◆ **How to complete this task**: Each record must be retyped word for word.

◆ **Exercise materials**:
use rbatis::rbdc::datetime::DateTime;
use rbatis::{crud, impl_select};
use serde::{Deserialize, Serialize};

/// 积分账变流水表，只追加不修改
#[derive(Debug, Clone, Serialize, Deserialize)]
pub struct AppPointsTransaction {
    pub id: Option<i64>,
    pub serial_no: Option<String>,
    pub account_id: i64,
    pub user_id: i64,
    /// 账变类型 见 PointsChangeType
    pub change_type: i32,
    pub change_type_name: Option<String>,
    /// 带符号积分数
    pub amount: i64,
    pub balance_after: i64,
    /// 来源 见 PointsSource，仅获得类账变填写
    pub source: Option<i32>,
    pub related_id: Option<i64>,
    pub remark: Option<String>,
    pub create_time: Option<DateTime>,
}

crud!(AppPointsTransaction {}, "app_points_transaction");
impl_select!(AppPointsTransaction{select_by_user_id(user_id: i64) -> Vec => "`where user_id = #{user_id} order by id asc`"});

impl AppPointsTransaction {
    pub const TABLE_NAME: &'static str = "app_points_transaction";
}
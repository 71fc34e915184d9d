// 定时任务模块
//
// 任务只做调度与日志，账务口径全部复用 settlement 的服务方法，
// 与请求链路共用同一套逻辑
pub mod points_job;
pub mod profit_sharing_job;
pub mod crowdfunding_job;
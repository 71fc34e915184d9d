use rbatis::rbdc::datetime::DateTime;
use rbatis::{crud, impl_select};
use rust_decimal::Decimal;
use serde::{Deserialize, Serialize};

/// 项目月度收支表
///
/// 运营侧录入（录入界面不在本核心内），分润计算按 (project_id, period) 读取
#[derive(Debug, Clone, Serialize, Deserialize)]
pub struct AppProjectPeriodIncome {
    pub id: Option<i64>,
    pub project_id: i64,
    /// 结算周期 YYYY-MM
    pub period: String,
    /// 当期总收入
    pub total_income: Decimal,
    /// 保险费
    pub insurance_fee: Decimal,
    /// 维保费
    pub maintenance_fee: Decimal,
    /// 清洁费
    pub cleaning_fee: Decimal,
    pub remark: Option<String>,
    pub create_time: Option<DateTime>,
    pub update_time: Option<DateTime>,
}

crud!(AppProjectPeriodIncome {}, "app_project_period_income");
impl_select!(AppProjectPeriodIncome{select_by_project_and_period(project_id: i64, period: &str) -> Option => "`where project_id = #{project_id} and period = #{period} limit 1`"});

impl AppProjectPeriodIncome {
    pub const TABLE_NAME: &'static str = "app_project_period_income";
}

◆ **Solution for this task**:
use rbatis::rbdc::datetime::DateTime;
use rbatis::{crud, impl_select};
use serde::{Deserialize, Serialize};

/// 积分账变流水表，只追加不修改
#[derive(Debug, Clone, Serialize, Deserialize)]
pub struct AppPointsTransaction {
    pub id: Option<i64>,
    pub serial_no: Option<String>,
    pub account_id: i64,
    pub user_id: i64,
    /// 账变类型 见 PointsChangeType
    pub change_type: i32,
    pub change_type_name: Option<String>,
    /// 带符号积分数
    pub amount: i64,
    pub balance_after: i64,
    /// 来源 见 PointsSource，仅获得类账变填写
    pub source: Option<i32>,
    pub related_id: Option<i64>,
    pub remark: Option<String>,
    pub create_time: Option<DateTime>,
}

crud!(AppPointsTransaction {}, "app_points_transaction");
impl_select!(AppPointsTransaction{select_by_user_id(user_id: i64) -> Vec => "`where user_id = #{user_id} order by id asc`"});

impl AppPointsTransaction {
    pub const TABLE_NAME: &'static str = "app_points_transaction";
}
repository 71fc34e915184d9d
// 定时任务模块
//
// 任务只做调度与日志，账务口径全部复用 settlement 的服务方法，
// 与请求链路共用同一套逻辑
pub mod points_job;
pub mod profit_sharing_job;
pub mod crowdfunding_job;
repository 71fc34e915184d9d
use rbatis::rbdc::datetime::DateTime;
use rbatis::{crud, impl_select};
use rust_decimal::Decimal;
use serde::{Deserialize, Serialize};

/// 项目月度收支表
///
/// 运营侧录入（录入界面不在本核心内），分润计算按 (project_id, period) 读取
#[derive(Debug, Clone, Serialize, Deserialize)]
pub struct AppProjectPeriodIncome {
    pub id: Option<i64>,
    pub project_id: i64,
    /// 结算周期 YYYY-MM
    pub period: String,
    /// 当期总收入
    pub total_income: Decimal,
    /// 保险费
    pub insurance_fee: Decimal,
    /// 维保费
    pub maintenance_fee: Decimal,
    /// 清洁费
    pub cleaning_fee: Decimal,
    pub remark: Option<String>,
    pub create_time: Option<DateTime>,
    pub update_time: Option<DateTime>,
}

crud!(AppProjectPeriodIncome {}, "app_project_period_income");
impl_select!(AppProjectPeriodIncome{select_by_project_and_period(project_id: i64, period: &str) -> Option => "`where project_id = #{project_id} and period = #{period} limit 1`"});

impl AppProjectPeriodIncome {
    pub const TABLE_NAME: &'static str = "app_project_period_income";
}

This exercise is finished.